Below are lines of data; restate word for word those running from the line containing "filename src/update/mod.rs" to the line containing "the best one", inclusive, and no others.
◇ ◇ ◇ ◇ ◇ ◇ ◇
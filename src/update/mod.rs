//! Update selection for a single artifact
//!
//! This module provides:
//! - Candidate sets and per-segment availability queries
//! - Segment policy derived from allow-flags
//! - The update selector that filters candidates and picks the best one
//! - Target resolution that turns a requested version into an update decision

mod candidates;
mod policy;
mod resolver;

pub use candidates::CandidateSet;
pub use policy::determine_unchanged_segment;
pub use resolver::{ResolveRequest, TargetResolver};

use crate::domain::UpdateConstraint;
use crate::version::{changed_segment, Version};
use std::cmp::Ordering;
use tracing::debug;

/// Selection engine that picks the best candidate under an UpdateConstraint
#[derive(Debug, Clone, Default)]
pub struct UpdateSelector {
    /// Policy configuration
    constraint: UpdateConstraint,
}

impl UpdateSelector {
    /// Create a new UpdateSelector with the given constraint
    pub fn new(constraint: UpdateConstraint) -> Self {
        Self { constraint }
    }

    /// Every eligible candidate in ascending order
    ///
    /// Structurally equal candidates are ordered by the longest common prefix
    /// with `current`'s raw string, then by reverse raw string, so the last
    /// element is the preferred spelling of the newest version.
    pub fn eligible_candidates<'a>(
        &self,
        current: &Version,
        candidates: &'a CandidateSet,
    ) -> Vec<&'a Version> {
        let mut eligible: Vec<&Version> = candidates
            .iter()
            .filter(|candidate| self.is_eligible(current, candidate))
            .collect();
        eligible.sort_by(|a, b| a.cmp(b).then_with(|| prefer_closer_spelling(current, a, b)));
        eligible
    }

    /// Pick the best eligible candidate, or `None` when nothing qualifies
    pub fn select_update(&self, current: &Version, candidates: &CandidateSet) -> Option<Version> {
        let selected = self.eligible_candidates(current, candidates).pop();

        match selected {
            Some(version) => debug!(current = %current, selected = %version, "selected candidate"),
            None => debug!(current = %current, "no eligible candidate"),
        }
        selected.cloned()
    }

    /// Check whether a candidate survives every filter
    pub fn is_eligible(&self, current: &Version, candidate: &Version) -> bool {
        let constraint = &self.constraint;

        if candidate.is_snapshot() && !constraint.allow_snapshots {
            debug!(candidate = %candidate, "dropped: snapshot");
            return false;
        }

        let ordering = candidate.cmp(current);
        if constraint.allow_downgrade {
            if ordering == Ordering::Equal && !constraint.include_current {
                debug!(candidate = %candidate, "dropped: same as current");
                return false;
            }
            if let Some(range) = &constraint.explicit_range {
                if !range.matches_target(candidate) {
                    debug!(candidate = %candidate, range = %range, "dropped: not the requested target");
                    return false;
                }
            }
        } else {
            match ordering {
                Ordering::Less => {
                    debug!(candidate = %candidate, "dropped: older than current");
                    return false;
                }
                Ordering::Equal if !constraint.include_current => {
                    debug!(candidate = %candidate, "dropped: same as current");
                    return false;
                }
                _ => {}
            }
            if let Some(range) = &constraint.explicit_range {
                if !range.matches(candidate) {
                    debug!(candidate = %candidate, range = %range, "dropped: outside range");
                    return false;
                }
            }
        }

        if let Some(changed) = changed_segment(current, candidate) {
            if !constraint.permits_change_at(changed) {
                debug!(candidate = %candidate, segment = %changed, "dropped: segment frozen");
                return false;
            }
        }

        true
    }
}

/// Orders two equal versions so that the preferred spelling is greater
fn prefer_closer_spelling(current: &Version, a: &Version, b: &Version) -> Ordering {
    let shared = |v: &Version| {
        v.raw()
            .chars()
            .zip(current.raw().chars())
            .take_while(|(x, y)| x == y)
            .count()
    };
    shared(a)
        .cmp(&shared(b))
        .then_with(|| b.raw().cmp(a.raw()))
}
◇ ◇ ◇ ◇ ◇ ◇ ◇
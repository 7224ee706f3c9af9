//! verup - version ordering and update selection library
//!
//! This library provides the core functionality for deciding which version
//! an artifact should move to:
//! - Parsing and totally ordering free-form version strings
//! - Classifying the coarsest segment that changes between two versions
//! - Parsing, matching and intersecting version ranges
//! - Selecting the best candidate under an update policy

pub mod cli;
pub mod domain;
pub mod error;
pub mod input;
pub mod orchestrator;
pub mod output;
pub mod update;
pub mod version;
◇ ◇ ◇ ◇ ◇ ◇ ◇
▶ **Expected answer**:
filename src/update/mod.rs
//! Update selection for a single artifact
//!
//! This module provides:
//! - Candidate sets and per-segment availability queries
//! - Segment policy derived from allow-flags
//! - The update selector that filters candidates and picks the best one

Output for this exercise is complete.